Welcome to the Yellowbrick blog! We took some time to sit down with our CEO Neil Carson to get his perspective on the company, our product, and the overall data market.
We help businesses derive value from their data by giving them the flexibility to deploy analytics anywhere. Specifically we do this by building the Yellowbrick Data Warehouse.
It looks like a standard data warehouse and talks the same protocols that interoperate with other popular data warehouse protocols from products like IBM/Netezza, Teradata, and AWS Redshift.
You can deploy it anywhere from on-premises to colocation to private cloud, network edge and public cloud. Today you can deploy in all the first four areas above, and public cloud details are coming next year.
Today you can buy our software plus hardware solution, the Yellowbrick Data Warehouse Appliance to deploy in your data center, colocation center, private cloud, or edge network.
You will find Yellowbrick to be the most economical solution for data warehousing. By that, we mean the best price/performance of a reliable product in the industry. We welcome customers to contact us about pricing. Compared to traditional data warehousing solutions, Yellowbrick is usually significantly more affordable and can deliver 10x improvements in price/performance.
Data warehousing is an enormous piece of the overall data market.
In 2018, 451 Research identified the data market at nearly $100B, analytic data platforms (or data warehouses) at $23 billion, and reporting and analytics, which is almost entirely dependent on data warehouses at $25 billion.
We think about three areas of the data warehousing market, one dominant, one emerging, and one figuring itself out.
Enterprise Data Warehousing
First is the traditional data warehouse where the vast majority of the market is covered by the large vendors such as Oracle, Microsoft, IBM, Teradata and SAP.
A small portion of these solutions run vertically integrated stacks such as Oracle Financials or SAP ERP. Yellowbrick Data does not participate in that space today.
The rest of the market is wide open. And we have customers coming from multiple product areas across the leading 5 providers.
One is traditional databases being used for analytics that are reaching their scaling limits. This is most common with single server databases such as Microsoft SQL Server or Oracle where the lack of a built-in scale-out solution makes analytics of large amounts of data unwieldy. We alleviate the analytic pressure on operational databases and put those analytics in the purpose build Yellowbrick offering.
Another area is existing data warehouses now represented by cumbersome and aging technology.
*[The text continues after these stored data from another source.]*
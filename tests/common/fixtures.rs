//! Test fixture helpers for creating temporary test data.
//!
//! [`DropboxFixture`] lays out a throwaway home directory:
//!
//! ```text
//! <home>/
//!   Dropbox/Public/        sync folder with its Public subtree
//!   .dropbox/config.db     client database (on request)
//!   settings.db            settings store path
//! ```

use std::path::{Path, PathBuf};

use base64::Engine;
use base64::engine::general_purpose::STANDARD;
use image::{Rgba, RgbaImage};
use rusqlite::Connection;
use screengrab::sync_folder::SyncFolderLocator;
use tempfile::TempDir;

/// A temporary home directory with a Dropbox folder.
pub struct DropboxFixture {
    pub home: TempDir,
}

impl DropboxFixture {
    /// Home with `Dropbox/Public` created.
    ///
    /// # Panics
    ///
    /// Panics if the directories cannot be created.
    #[must_use]
    pub fn new() -> Self {
        let fixture = Self::empty();
        std::fs::create_dir_all(fixture.public()).expect("Failed to create Public folder");
        fixture
    }

    /// Home with nothing in it.
    ///
    /// # Panics
    ///
    /// Panics if the temp directory cannot be created.
    #[must_use]
    pub fn empty() -> Self {
        Self {
            home: TempDir::new().expect("Failed to create temp directory"),
        }
    }

    #[must_use]
    pub fn home(&self) -> &Path {
        self.home.path()
    }

    #[must_use]
    pub fn sync_root(&self) -> PathBuf {
        self.home().join("Dropbox")
    }

    #[must_use]
    pub fn public(&self) -> PathBuf {
        self.sync_root().join("Public")
    }

    #[must_use]
    pub fn client_data_dir(&self) -> PathBuf {
        self.home().join(".dropbox")
    }

    #[must_use]
    pub fn settings_db(&self) -> PathBuf {
        self.home().join("settings.db")
    }

    #[must_use]
    pub fn locator(&self) -> SyncFolderLocator {
        SyncFolderLocator::new(self.client_data_dir(), self.home())
    }

    /// Writes a client database with an optional `dropbox_path` value.
    ///
    /// # Panics
    ///
    /// Panics if the database cannot be written.
    pub fn write_client_db(&self, file_name: &str, dropbox_path: Option<&str>) -> PathBuf {
        let dir = self.client_data_dir();
        std::fs::create_dir_all(&dir).expect("Failed to create client data dir");
        let path = dir.join(file_name);

        let conn = Connection::open(&path).expect("Failed to create client database");
        conn.execute_batch("CREATE TABLE config (key TEXT PRIMARY KEY, value TEXT)")
            .expect("Failed to create config table");
        if let Some(value) = dropbox_path {
            conn.execute(
                "INSERT INTO config (key, value) VALUES ('dropbox_path', ?1)",
                [value],
            )
            .expect("Failed to insert dropbox_path");
        }
        path
    }
}

impl Default for DropboxFixture {
    fn default() -> Self {
        Self::new()
    }
}

/// Base64 of a protocol 0 pickle of an ASCII string.
#[must_use]
pub fn pickled_v0(value: &str) -> String {
    STANDARD.encode(format!("V{value}\np1\n."))
}

/// Base64 of a protocol 2 pickle of a string.
#[must_use]
pub fn pickled_v2(value: &str) -> String {
    let mut bytes = vec![0x80, 2, b'X'];
    let len = u32::try_from(value.len()).expect("string too long");
    bytes.extend_from_slice(&len.to_le_bytes());
    bytes.extend_from_slice(value.as_bytes());
    bytes.extend_from_slice(b"q\x00.");
    STANDARD.encode(bytes)
}

/// A two-tone test image so crops and resizes are visible.
#[must_use]
pub fn test_screen(width: u32, height: u32) -> RgbaImage {
    RgbaImage::from_fn(width, height, |x, _| {
        if x < width / 2 {
            Rgba([255, 0, 0, 255])
        } else {
            Rgba([0, 0, 255, 255])
        }
    })
}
Common solutions in this area include IBM/Netezza, now an end-of-life product, and Teradata.
Across the enterprise choice of analytic database and data warehouse, we see common workloads that make business run
For companies, they are able to make the decisions that move their business forward
All of the industries and business critical decisions are enabled by enterprise data warehouses today but need to gather more data and analyse more of it to compete in a world undergoing digital transformation.
Cloud-only Data Warehousing
Another area that is rapidly emerging is cloud-only data warehouses. Specifically here I am referring to solutions that only run in one provider’s cloud, or solutions that are intended to run ONLY in the cloud.
These solutions work well for customers with applications or workloads that are transient, depend on large variance peak loads, and focus on web-based data creation. They also work well for customers who are not quite sure yet what may or may not become a business critical process.
So for a good cloud-only data warehouse, you will want one that you can also turn off and shrink.
This is not the Yellowbrick Data marketspace. While our solutions will run in the public cloud in the future, our focus is on applications and workloads that are mostly- or always-on, provide any answer at any time with a stringent service level agreement, and deliver on predictable cost and performance.
Frequently Yellowbrick Data solutions will make wide-ranging use of web based data from the cloud as well, but usually as an input to the always-on approach. For example, several of our customers are customers of Amazon, Snowflake and Yellowbrick at the same time for different use cases.
Hadoop-reliant Data Warehousing
The final area of data warehousing attempts made to leverage the underlying Hadoop Distributed File System as a data warehouse. It is becoming more apparent to the industry every day that Hadoop is a wonderful place to temporarily or indefinitely store data, but the data processing challenges on a Hadoop cluster are widely recounted.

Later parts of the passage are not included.